The specific performance of a contract by a court of equity is not a matter of right. It rests in the discretion of the court, not in its arbitrary whimsical will, but in its sound judicial discretion informed and directed by the established principles, rules, and practice of equity jurisprudence. Hennessey v. Woolworth, 128 U. S. 438, 442, 9 Sup. Ct. 109, 32 L. Ed. 500. Nor are these principles 'and rules and this practice hard, fast, or without exception. They are rather advisory than mandatory, and the application of the rules and of their exceptions to each particular case as it arises is still intrusted to the conscience of the chancellor. Yet these principles and rules and this practice serve to inform the intellect and to enlighten the conscience, *55and by them the judicial discretion of the court must be guided. Federal Oil Co. v. Western Oil Co., 121 Fed. 674, 676, 57 C. C. A. 428.

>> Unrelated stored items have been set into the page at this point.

//! Update Dispatcher
//!
//! Subscribes to the named push events while the push channel is connected
//! and turns each occurrence into exactly one store write.
//!
//! # Lifecycle
//!
//! ```text
//! INACTIVE --connected--> ACTIVE --not connected | teardown--> INACTIVE
//! ```
//!
//! Entering ACTIVE runs one eager overview fetch and registers the four
//! handlers. Leaving ACTIVE cancels them. Every new connected session
//! repeats the full activation; events missed while disconnected are only
//! covered by the fresh fetch, never replayed.
//!
//! In-flight fetches are not cancelled on disconnect. A `trades_updated`
//! fetch that completes after the channel dropped still replaces the trade
//! list.

use std::sync::Arc;
use std::sync::atomic::{AtomicU64, Ordering};

use tokio::task::JoinHandle;
use tokio_util::sync::CancellationToken;

use crate::application::ports::{
    EventHandler, PushChannel, SubscriptionSet, SyncDataSource, event_handler,
};
use crate::application::store::SharedSyncStore;
use crate::domain::events::{ConnectionStatus, NamedEvent};
use crate::domain::market::QTreatzOverview;
use crate::infrastructure::metrics;

// =============================================================================
// Stats
// =============================================================================

/// Counters describing the dispatcher's activation history.
#[derive(Debug, Default)]
pub struct DispatcherStats {
    activations: AtomicU64,
    deactivations: AtomicU64,
    bootstrap_failures: AtomicU64,
    active_session: AtomicU64,
}

impl DispatcherStats {
    /// Number of activation cycles started.
    #[must_use]
    pub fn activations(&self) -> u64 {
        self.activations.load(Ordering::SeqCst)
    }

    /// Number of activation cycles torn down.
    #[must_use]
    pub fn deactivations(&self) -> u64 {
        self.deactivations.load(Ordering::SeqCst)
    }

    /// Number of eager overview fetches that failed.
    #[must_use]
    pub fn bootstrap_failures(&self) -> u64 {
        self.bootstrap_failures.load(Ordering::SeqCst)
    }

    /// Session of the live cycle, 0 when inactive.
    #[must_use]
    pub fn active_session(&self) -> u64 {
        self.active_session.load(Ordering::SeqCst)
    }
}

// =============================================================================
// Active Cycle
// =============================================================================

struct ActiveCycle {
    session: u64,
    subscriptions: SubscriptionSet,
    // Detached on deactivation; the fetch is allowed to finish.
    _bootstrap: JoinHandle<()>,
}

// =============================================================================
// Update Dispatcher
// =============================================================================

/// Keeps the shared store in step with server-pushed events.
pub struct UpdateDispatcher {
    channel: Arc<dyn PushChannel>,
    source: Arc<dyn SyncDataSource>,
    store: SharedSyncStore,
    stats: Arc<DispatcherStats>,
}

impl UpdateDispatcher {
    /// Create a dispatcher writing into `store`.
    #[must_use]
    pub fn new(
        channel: Arc<dyn PushChannel>,
        source: Arc<dyn SyncDataSource>,
        store: SharedSyncStore,
    ) -> Self {
        Self {
            channel,
            source,
            store,
            stats: Arc::new(DispatcherStats::default()),
        }
    }

    /// Whether the push channel is connected.
    #[must_use]
    pub fn is_connected(&self) -> bool {
        self.channel.is_connected()
    }

    /// Shared activation counters.
    #[must_use]
    pub fn stats(&self) -> Arc<DispatcherStats> {
        Arc::clone(&self.stats)
    }

    /// Follow the channel's connection status until cancelled or the
    /// channel goes away, activating and deactivating as it changes.
    pub async fn run(self: Arc<Self>, cancel: CancellationToken) {
        let mut status_rx = self.channel.connection_status();
        let mut active: Option<ActiveCycle> = None;

        loop {
            let status = *status_rx.borrow_and_update();
            self.reconcile(&mut active, status);

            tokio::select! {
                () = cancel.cancelled() => {
                    tracing::debug!("Update dispatcher cancelled");
                    break;
                }
                changed = status_rx.changed() => {
                    if changed.is_err() {
                        tracing::debug!("Push channel dropped its status sender");
                        break;
                    }
                }
            }
        }

        self.deactivate(&mut active, "teardown");
    }

    fn reconcile(&self, active: &mut Option<ActiveCycle>, status: ConnectionStatus) {
        if let Some(cycle) = active.as_ref()
            && status.is_connected()
            && cycle.session == status.session
        {
            return;
        }

        let reason = if status.is_connected() {
            "new session"
        } else {
            status.state.as_str()
        };
        self.deactivate(active, reason);

        if status.is_connected() {
            *active = Some(self.activate(status.session));
        }
    }

    fn activate(&self, session: u64) -> ActiveCycle {
        self.stats.activations.fetch_add(1, Ordering::SeqCst);
        self.stats.active_session.store(session, Ordering::SeqCst);
        metrics::record_activation();

        let bootstrap = self.spawn_overview_bootstrap(session);

        let mut subscriptions = SubscriptionSet::new();
        for event in NamedEvent::ALL {
            let handler = self.handler_for(event);
            subscriptions.push(self.channel.on(event.as_str(), handler));
        }

        tracing::info!(
            session,
            handlers = subscriptions.len(),
            "Realtime updates activated"
        );

        ActiveCycle {
            session,
            subscriptions,
            _bootstrap: bootstrap,
        }
    }

    fn deactivate(&self, active: &mut Option<ActiveCycle>, reason: &str) {
        let Some(mut cycle) = active.take() else {
            return;
        };

        let released = cycle.subscriptions.len();
        cycle.subscriptions.cancel_all();
        self.stats.deactivations.fetch_add(1, Ordering::SeqCst);
        self.stats.active_session.store(0, Ordering::SeqCst);

        tracing::info!(
            session = cycle.session,
            released,
            reason,
            "Realtime updates deactivated"
        );
    }

    fn spawn_overview_bootstrap(&self, session: u64) -> JoinHandle<()> {
        let source = Arc::clone(&self.source);
        let store = Arc::clone(&self.store);
        let stats = Arc::clone(&self.stats);

        tokio::spawn(async move {
            match source.fetch_qtreatz_overview().await {
                Ok(overview) => {
                    tracing::debug!(session, fields = overview.len(), "QTREATZ overview loaded");
                    store.replace_qtreatz_overview(overview);
                }
                Err(e) => {
                    stats.bootstrap_failures.fetch_add(1, Ordering::SeqCst);
                    metrics::record_bootstrap_failure();
                    tracing::warn!(session, error = %e, "Failed to fetch QTREATZ overview");
                }
            }
        })
    }

    fn handler_for(&self, event: NamedEvent) -> EventHandler {
        let store = Arc::clone(&self.store);

        match event {
            NamedEvent::TradesUpdated => {
                let source = Arc::clone(&self.source);
                event_handler(move |_payload| {
                    let source = Arc::clone(&source);
                    let store = Arc::clone(&store);
                    async move {
                        tracing::info!(%event, "Refetching trades");
                        let trades = source.fetch_trades().await?;
                        tracing::debug!(count = trades.len(), "Trades cache replaced");
                        store.replace_trades(trades);
                        Ok(())
                    }
                })
            }
            NamedEvent::TransfersUpdated | NamedEvent::EpochSynced => {
                event_handler(move |_payload| {
                    let store = Arc::clone(&store);
                    async move {
                        tracing::info!(%event, "Triggering refetch");
                        store.flip_refetch();
                        Ok(())
                    }
                })
            }
            NamedEvent::QTreatzOverviewUpdated => event_handler(move |payload| {
                let store = Arc::clone(&store);
                async move {
                    if let Some(overview) = QTreatzOverview::from_payload(payload.as_ref()) {
                        tracing::debug!(fields = overview.len(), "QTREATZ overview pushed");
                        store.replace_qtreatz_overview(overview);
                    }
                    Ok(())
                }
            }),
        }
    }
}
//! Infrastructure Layer - Adapters and external integrations.
//!
//! Concrete implementations of the application ports plus the ambient
//! service plumbing (configuration, tracing, metrics, status endpoint).

/// Socket.IO client implementing the push channel port.
pub mod socketio;

/// HTTP client implementing the data source port.
pub mod backend;

/// Environment-driven configuration.
pub mod config;

/// Status and metrics HTTP endpoint.
pub mod health;

/// Prometheus metrics instrumentation.
pub mod metrics;

/// Tracing subscriber and OpenTelemetry export.
pub mod telemetry;
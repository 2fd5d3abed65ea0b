//! Port Interfaces
//!
//! Contracts the update dispatcher depends on.
//!
//! ## Driven Ports (Outbound)
//!
//! - `PushChannel`: connection state and named-event subscriptions
//! - `SyncDataSource`: snapshot fetches for trades and the QTREATZ overview

mod data_source;
mod push_channel;
mod subscription;

pub use data_source::{FetchError, SyncDataSource};
pub use push_channel::{EventHandler, HandlerError, HandlerFuture, PushChannel, event_handler};
pub use subscription::{Subscription, SubscriptionSet};

#[cfg(test)]
pub use data_source::MockSyncDataSource;
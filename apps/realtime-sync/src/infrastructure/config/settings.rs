//! Sync Configuration Settings
//!
//! Configuration types for the realtime sync service, loaded from
//! environment variables. Every setting has a default, so an empty
//! environment yields a service that talks to `http://localhost:3000`.

use std::time::Duration;

use url::Url;

/// Default origin used when no backend URL is configured.
pub const DEFAULT_FALLBACK_ORIGIN: &str = "http://localhost:3000";

/// Default QX API base URL.
pub const DEFAULT_QX_API_URL: &str = "https://api.qubic.org/v1/qx";

/// HTTP fetch settings.
#[derive(Debug, Clone)]
pub struct HttpSettings {
    /// Backend REST base (`BACKEND_API_URL`). Empty means "same origin";
    /// a value starting with `/` is a path on the fallback origin.
    pub backend_api_url: String,
    /// QX API base (`QX_API_URL`).
    pub qx_api_url: String,
    /// Per-request timeout.
    pub timeout: Duration,
}

impl Default for HttpSettings {
    fn default() -> Self {
        Self {
            backend_api_url: String::new(),
            qx_api_url: DEFAULT_QX_API_URL.to_string(),
            timeout: Duration::from_secs(10),
        }
    }
}

/// Socket.IO connection settings.
#[derive(Debug, Clone)]
pub struct SocketSettings {
    /// Connect as soon as the client starts.
    pub auto_connect: bool,
    /// Time allowed for the WebSocket upgrade plus namespace handshake.
    pub connect_timeout: Duration,
    /// Initial reconnection delay.
    pub reconnect_delay_initial: Duration,
    /// Maximum reconnection delay.
    pub reconnect_delay_max: Duration,
    /// Reconnection delay multiplier for exponential backoff.
    pub reconnect_delay_multiplier: f64,
    /// Maximum reconnection attempts before giving up (0 = unlimited).
    pub max_reconnect_attempts: u32,
}

impl Default for SocketSettings {
    fn default() -> Self {
        Self {
            auto_connect: true,
            connect_timeout: Duration::from_secs(20),
            reconnect_delay_initial: Duration::from_millis(1_000),
            reconnect_delay_max: Duration::from_secs(5),
            reconnect_delay_multiplier: 2.0,
            max_reconnect_attempts: 0,
        }
    }
}

/// Status server settings.
#[derive(Debug, Clone)]
pub struct ServerSettings {
    /// Port for `/health`, `/healthz`, `/readyz` and `/metrics`.
    pub health_port: u16,
}

impl Default for ServerSettings {
    fn default() -> Self {
        Self { health_port: 8090 }
    }
}

/// Complete service configuration.
#[derive(Debug, Clone)]
pub struct SyncConfig {
    /// Origin standing in for "the current page" when no backend URL is set.
    pub fallback_origin: String,
    /// HTTP fetch settings.
    pub http: HttpSettings,
    /// Socket.IO connection settings.
    pub socket: SocketSettings,
    /// Status server settings.
    pub server: ServerSettings,
}

impl Default for SyncConfig {
    fn default() -> Self {
        Self {
            fallback_origin: DEFAULT_FALLBACK_ORIGIN.to_string(),
            http: HttpSettings::default(),
            socket: SocketSettings::default(),
            server: ServerSettings::default(),
        }
    }
}

impl SyncConfig {
    /// Create configuration from process environment variables.
    ///
    /// # Errors
    ///
    /// Returns an error if a URL setting does not parse.
    pub fn from_env() -> Result<Self, ConfigError> {
        Self::from_lookup(|key| std::env::var(key).ok())
    }

    /// Create configuration from an arbitrary key lookup.
    ///
    /// # Errors
    ///
    /// Returns an error if a URL setting does not parse.
    pub fn from_lookup(lookup: impl Fn(&str) -> Option<String>) -> Result<Self, ConfigError> {
        let defaults = Self::default();
        let env = Env(&lookup);

        let fallback_origin = env
            .string("SYNC_FALLBACK_ORIGIN")
            .map(|v| v.trim_end_matches('/').to_string())
            .unwrap_or(defaults.fallback_origin);

        let http = HttpSettings {
            backend_api_url: env
                .string("BACKEND_API_URL")
                .map(|v| v.trim_end_matches('/').to_string())
                .unwrap_or(defaults.http.backend_api_url),
            qx_api_url: env
                .string("QX_API_URL")
                .map(|v| v.trim_end_matches('/').to_string())
                .unwrap_or(defaults.http.qx_api_url),
            timeout: env.duration_secs("SYNC_HTTP_TIMEOUT_SECS", defaults.http.timeout),
        };

        let socket = SocketSettings {
            auto_connect: env.bool("SYNC_AUTO_CONNECT", defaults.socket.auto_connect),
            connect_timeout: env
                .duration_secs("SYNC_CONNECT_TIMEOUT_SECS", defaults.socket.connect_timeout),
            reconnect_delay_initial: env.duration_millis(
                "SYNC_RECONNECT_DELAY_INITIAL_MS",
                defaults.socket.reconnect_delay_initial,
            ),
            reconnect_delay_max: env.duration_secs(
                "SYNC_RECONNECT_DELAY_MAX_SECS",
                defaults.socket.reconnect_delay_max,
            ),
            reconnect_delay_multiplier: env.parse(
                "SYNC_RECONNECT_DELAY_MULTIPLIER",
                defaults.socket.reconnect_delay_multiplier,
            ),
            max_reconnect_attempts: env.parse(
                "SYNC_MAX_RECONNECT_ATTEMPTS",
                defaults.socket.max_reconnect_attempts,
            ),
        };

        let server = ServerSettings {
            health_port: env.parse("SYNC_HEALTH_PORT", defaults.server.health_port),
        };

        let config = Self {
            fallback_origin,
            http,
            socket,
            server,
        };
        config.validate()?;
        Ok(config)
    }

    /// Base for backend REST calls.
    ///
    /// An unset backend URL means the fallback origin itself; a path such
    /// as `/api` is resolved against it.
    #[must_use]
    pub fn backend_api_base(&self) -> String {
        self.resolve(&self.http.backend_api_url)
    }

    /// URL of the push endpoint: the backend URL with its first `/api`
    /// removed, or the fallback origin when that leaves nothing.
    #[must_use]
    pub fn socket_url(&self) -> String {
        self.resolve(&self.http.backend_api_url.replacen("/api", "", 1))
    }

    fn resolve(&self, url: &str) -> String {
        if url.is_empty() {
            self.fallback_origin.clone()
        } else if url.starts_with('/') {
            format!("{}{url}", self.fallback_origin)
        } else {
            url.to_string()
        }
    }

    fn validate(&self) -> Result<(), ConfigError> {
        check_url("SYNC_FALLBACK_ORIGIN", &self.fallback_origin)?;
        check_url("QX_API_URL", &self.http.qx_api_url)?;
        if !self.http.backend_api_url.is_empty() {
            check_url("BACKEND_API_URL", &self.backend_api_base())?;
        }
        Ok(())
    }
}

/// Configuration error.
#[derive(Debug, thiserror::Error)]
pub enum ConfigError {
    /// A URL setting did not parse.
    #[error("{key} is not a valid URL ({value:?}): {reason}")]
    InvalidUrl {
        /// Environment variable name.
        key: String,
        /// Offending value.
        value: String,
        /// Parser message.
        reason: String,
    },
    /// A URL setting uses a scheme the service cannot talk to.
    #[error("{key} must use http, https, ws or wss, got {scheme:?}")]
    UnsupportedScheme {
        /// Environment variable name.
        key: String,
        /// Scheme found.
        scheme: String,
    },
}

fn check_url(key: &str, value: &str) -> Result<(), ConfigError> {
    let url = Url::parse(value).map_err(|e| ConfigError::InvalidUrl {
        key: key.to_string(),
        value: value.to_string(),
        reason: e.to_string(),
    })?;
    match url.scheme() {
        "http" | "https" | "ws" | "wss" => Ok(()),
        other => Err(ConfigError::UnsupportedScheme {
            key: key.to_string(),
            scheme: other.to_string(),
        }),
    }
}

// =============================================================================
// Environment Parsing
// =============================================================================

struct Env<'a, F>(&'a F);

impl<F> Env<'_, F>
where
    F: Fn(&str) -> Option<String>,
{
    fn string(&self, key: &str) -> Option<String> {
        (self.0)(key)
            .map(|v| v.trim().to_string())
            .filter(|v| !v.is_empty())
    }

    fn parse<T: std::str::FromStr>(&self, key: &str, default: T) -> T {
        self.string(key)
            .and_then(|v| v.parse().ok())
            .unwrap_or(default)
    }

    fn bool(&self, key: &str, default: bool) -> bool {
        self.string(key)
            .and_then(|v| match v.to_lowercase().as_str() {
                "1" | "true" | "yes" | "on" => Some(true),
                "0" | "false" | "no" | "off" => Some(false),
                _ => None,
            })
            .unwrap_or(default)
    }

    fn duration_secs(&self, key: &str, default: Duration) -> Duration {
        self.string(key)
            .and_then(|v| v.parse::<u64>().ok())
            .map_or(default, Duration::from_secs)
    }

    fn duration_millis(&self, key: &str, default: Duration) -> Duration {
        self.string(key)
            .and_then(|v| v.parse::<u64>().ok())
            .map_or(default, Duration::from_millis)
    }
}

#[cfg(test)]
mod tests {
    use std::collections::HashMap;

    use test_case::test_case;

    use super::*;

    fn config(vars: &[(&str, &str)]) -> Result<SyncConfig, ConfigError> {
        let vars: HashMap<String, String> = vars
            .iter()
            .map(|(k, v)| ((*k).to_string(), (*v).to_string()))
            .collect();
        SyncConfig::from_lookup(|key| vars.get(key).cloned())
    }

    #[test]
    fn empty_environment_uses_defaults() {
        let config = config(&[]).unwrap();
        assert_eq!(config.fallback_origin, DEFAULT_FALLBACK_ORIGIN);
        assert_eq!(config.http.qx_api_url, DEFAULT_QX_API_URL);
        assert!(config.socket.auto_connect);
        assert_eq!(config.socket.reconnect_delay_initial, Duration::from_secs(1));
        assert_eq!(config.socket.reconnect_delay_max, Duration::from_secs(5));
        assert_eq!(config.socket.max_reconnect_attempts, 0);
        assert_eq!(config.server.health_port, 8090);
    }

    #[test_case("https://host.example/api", "https://host.example" ; "api suffix")]
    #[test_case("https://host.example/api/v1", "https://host.example/v1" ; "api in the middle")]
    #[test_case("https://api.example/api", "https:/.example/api" ; "first occurrence only")]
    #[test_case("http://localhost:4000", "http://localhost:4000" ; "no api segment")]
    #[test_case("/api", "https://qx.example" ; "relative api path is the origin")]
    #[test_case("/api/", "https://qx.example" ; "relative api path with slash")]
    #[test_case("/api/v1", "https://qx.example/v1" ; "relative path keeps namespace")]
    fn socket_url_strips_first_api(backend: &str, expected: &str) {
        let config = config(&[
            ("BACKEND_API_URL", backend),
            ("SYNC_FALLBACK_ORIGIN", "https://qx.example"),
        ])
        .unwrap();
        assert_eq!(config.socket_url(), expected);
    }

    #[test]
    fn relative_backend_url_resolves_against_origin() {
        let config = config(&[
            ("BACKEND_API_URL", "/api"),
            ("SYNC_FALLBACK_ORIGIN", "https://qx.example/"),
        ])
        .unwrap();
        assert_eq!(config.backend_api_base(), "https://qx.example/api");
        assert_eq!(config.socket_url(), "https://qx.example");
    }

    #[test]
    fn socket_url_falls_back_to_origin() {
        let config = config(&[("SYNC_FALLBACK_ORIGIN", "https://qx.example")]).unwrap();
        assert_eq!(config.socket_url(), "https://qx.example");
        assert_eq!(config.backend_api_base(), "https://qx.example");
    }

    #[test]
    fn overrides_are_parsed() {
        let config = config(&[
            ("BACKEND_API_URL", "https://backend.example/api/"),
            ("SYNC_AUTO_CONNECT", "false"),
            ("SYNC_RECONNECT_DELAY_INITIAL_MS", "250"),
            ("SYNC_RECONNECT_DELAY_MAX_SECS", "30"),
            ("SYNC_RECONNECT_DELAY_MULTIPLIER", "1.5"),
            ("SYNC_MAX_RECONNECT_ATTEMPTS", "7"),
            ("SYNC_CONNECT_TIMEOUT_SECS", "3"),
            ("SYNC_HTTP_TIMEOUT_SECS", "4"),
            ("SYNC_HEALTH_PORT", "9000"),
        ])
        .unwrap();

        assert_eq!(config.backend_api_base(), "https://backend.example/api");
        assert!(!config.socket.auto_connect);
        assert_eq!(config.socket.reconnect_delay_initial, Duration::from_millis(250));
        assert_eq!(config.socket.reconnect_delay_max, Duration::from_secs(30));
        assert!((config.socket.reconnect_delay_multiplier - 1.5).abs() < f64::EPSILON);
        assert_eq!(config.socket.max_reconnect_attempts, 7);
        assert_eq!(config.socket.connect_timeout, Duration::from_secs(3));
        assert_eq!(config.http.timeout, Duration::from_secs(4));
        assert_eq!(config.server.health_port, 9000);
    }

    #[test]
    fn unparseable_numbers_keep_defaults() {
        let config = config(&[
            ("SYNC_HEALTH_PORT", "not-a-port"),
            ("SYNC_AUTO_CONNECT", "maybe"),
        ])
        .unwrap();
        assert_eq!(config.server.health_port, 8090);
        assert!(config.socket.auto_connect);
    }

    #[test]
    fn invalid_urls_are_rejected() {
        assert!(matches!(
            config(&[("BACKEND_API_URL", "not a url")]),
            Err(ConfigError::InvalidUrl { .. })
        ));
        assert!(matches!(
            config(&[("QX_API_URL", "ftp://qx.example")]),
            Err(ConfigError::UnsupportedScheme { .. })
        ));
    }
}
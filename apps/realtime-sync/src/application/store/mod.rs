//! Shared State Store
//!
//! Observable cells holding the cached query results the dashboard reads.
//! Each cell is backed by a `tokio::sync::watch` channel and stamps every
//! write with a revision number, so consumers can count changes even when
//! a write repeats an earlier value or a watcher coalesces notifications.
//!
//! The update dispatcher is the only writer; views hold receivers.

use std::sync::Arc;

use tokio::sync::watch;

use crate::domain::market::{QTreatzOverview, Trade};

// =============================================================================
// Store Cell
// =============================================================================

/// A value together with the revision that produced it.
#[derive(Debug, Clone, PartialEq)]
pub struct Revision<T> {
    /// Write counter, starting at 0 for the initial value.
    pub revision: u64,
    /// The stored value.
    pub value: T,
}

/// Single observable cell.
#[derive(Debug)]
pub struct StoreCell<T> {
    tx: watch::Sender<Revision<T>>,
}

impl<T: Clone> StoreCell<T> {
    /// Create a cell holding `initial` at revision 0.
    #[must_use]
    pub fn new(initial: T) -> Self {
        Self {
            tx: watch::Sender::new(Revision {
                revision: 0,
                value: initial,
            }),
        }
    }

    /// Current value.
    #[must_use]
    pub fn get(&self) -> T {
        self.tx.borrow().value.clone()
    }

    /// Current value and revision.
    #[must_use]
    pub fn snapshot(&self) -> Revision<T> {
        self.tx.borrow().clone()
    }

    /// Number of writes since creation.
    #[must_use]
    pub fn revision(&self) -> u64 {
        self.tx.borrow().revision
    }

    /// Replace the value wholesale. Always notifies subscribers.
    pub fn set(&self, value: T) {
        self.tx.send_modify(|current| {
            current.revision += 1;
            current.value = value;
        });
    }

    /// Read-modify-write under the cell's lock. Always notifies subscribers.
    pub fn update(&self, f: impl FnOnce(&T) -> T) {
        self.tx.send_modify(|current| {
            current.revision += 1;
            current.value = f(&current.value);
        });
    }

    /// Watch the cell. The receiver starts with the current value marked seen.
    #[must_use]
    pub fn subscribe(&self) -> watch::Receiver<Revision<T>> {
        self.tx.subscribe()
    }
}

impl<T: Clone + Default> Default for StoreCell<T> {
    fn default() -> Self {
        Self::new(T::default())
    }
}

// =============================================================================
// Sync Store
// =============================================================================

/// The cells written by the update dispatcher.
#[derive(Debug, Default)]
pub struct SyncStore {
    /// Latest trade list, replaced on every successful fetch.
    pub trades: StoreCell<Vec<Trade>>,
    /// Edge-triggered "something changed, re-fetch" toggle.
    pub refetch: StoreCell<bool>,
    /// Latest QTREATZ overview snapshot, empty until first loaded.
    pub qtreatz_overview: StoreCell<Option<QTreatzOverview>>,
}

/// Store shared between the dispatcher, views and the status server.
pub type SharedSyncStore = Arc<SyncStore>;

impl SyncStore {
    /// Create an empty store.
    #[must_use]
    pub fn new() -> Self {
        Self::default()
    }

    /// Replace the trade list.
    pub fn replace_trades(&self, trades: Vec<Trade>) {
        self.trades.set(trades);
    }

    /// Flip the refetch toggle, producing one observable edge.
    pub fn flip_refetch(&self) {
        self.refetch.update(|current| !*current);
    }

    /// Replace the overview snapshot.
    pub fn replace_qtreatz_overview(&self, overview: QTreatzOverview) {
        self.qtreatz_overview.set(Some(overview));
    }
}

Specific performance will not ordinarily be decreed in favor of a party to a contract against whom the court cannot efficiently compel its performance. The obligation and the remedy under the contract must be mutual. 2 Beach on Contracts, 885, and note 1; Marble Co. v. Ripley, 10 Wall. 339, 358, 19 L. Ed. 955; Fry on Specific Performance of Contracts (3d Ed.) §§ 440, 441; Welty v. Jacobs, 171 Ill. 624, 49 N. E. 723, 40 L. R. A. 98; Lancaster v. Roberts, 144 Ill. 213, 223, 33 N. E. 27; Chicago Municipal Gas Light & Fuel Co. v. Town of Lake, 130 Ill. 42, 60. 22 N. E. 616; Ogden v. Fossick, 32 L. J. Eq. (N. S.) 73; Buck v. Smith, 29 Mich. 166, 18 Am. Rep. 84; Richmond v. R. R. Co., 33 Iowa, 422. There are exceptions to this rule, as where the specific performance of the complainant’s covenants which are not susceptible to enforcement by the court has been completed before he institutes his suit. Burnell v. Bradbury, 67 Kan. 762, 764, 74 Pac. 279; Bigler v. Baker, 40 Neb. 325, 333, 334, 58 N. W. 1026, 24 L. R. A. 255; Green v. Richards, 23 N. J. Eq. 32, 35; Boyd v. Brown, 47 W. Va. 238, 249, 34 S. E. 907. But in the case at bar the complainants have not substantially performed their part of the contract, nor can they do so for more than four years to come. There are authorities in which courts have sought and found some reason or excuse in the particular facts of cases to take them out of the rule, as in Jones v. Williams, 139 Mo. 1, 92, 39 S. W. 486, 40 S. W. 353, 37 L. R. A. 682, 61 Am. St. Rep. 436, and Joy v. St Louis, 138 U. S. 1, 50, 11 Sup. Ct. 243, 34 L. Ed. 843. But it is both unreasonable and unjust for a court of equity to constrain one party to an agreement to specifically perforin it when it is without power to compel the other party to do so and he may escape its performance at will, and the general practice as well as the weight of authority sustains the rule.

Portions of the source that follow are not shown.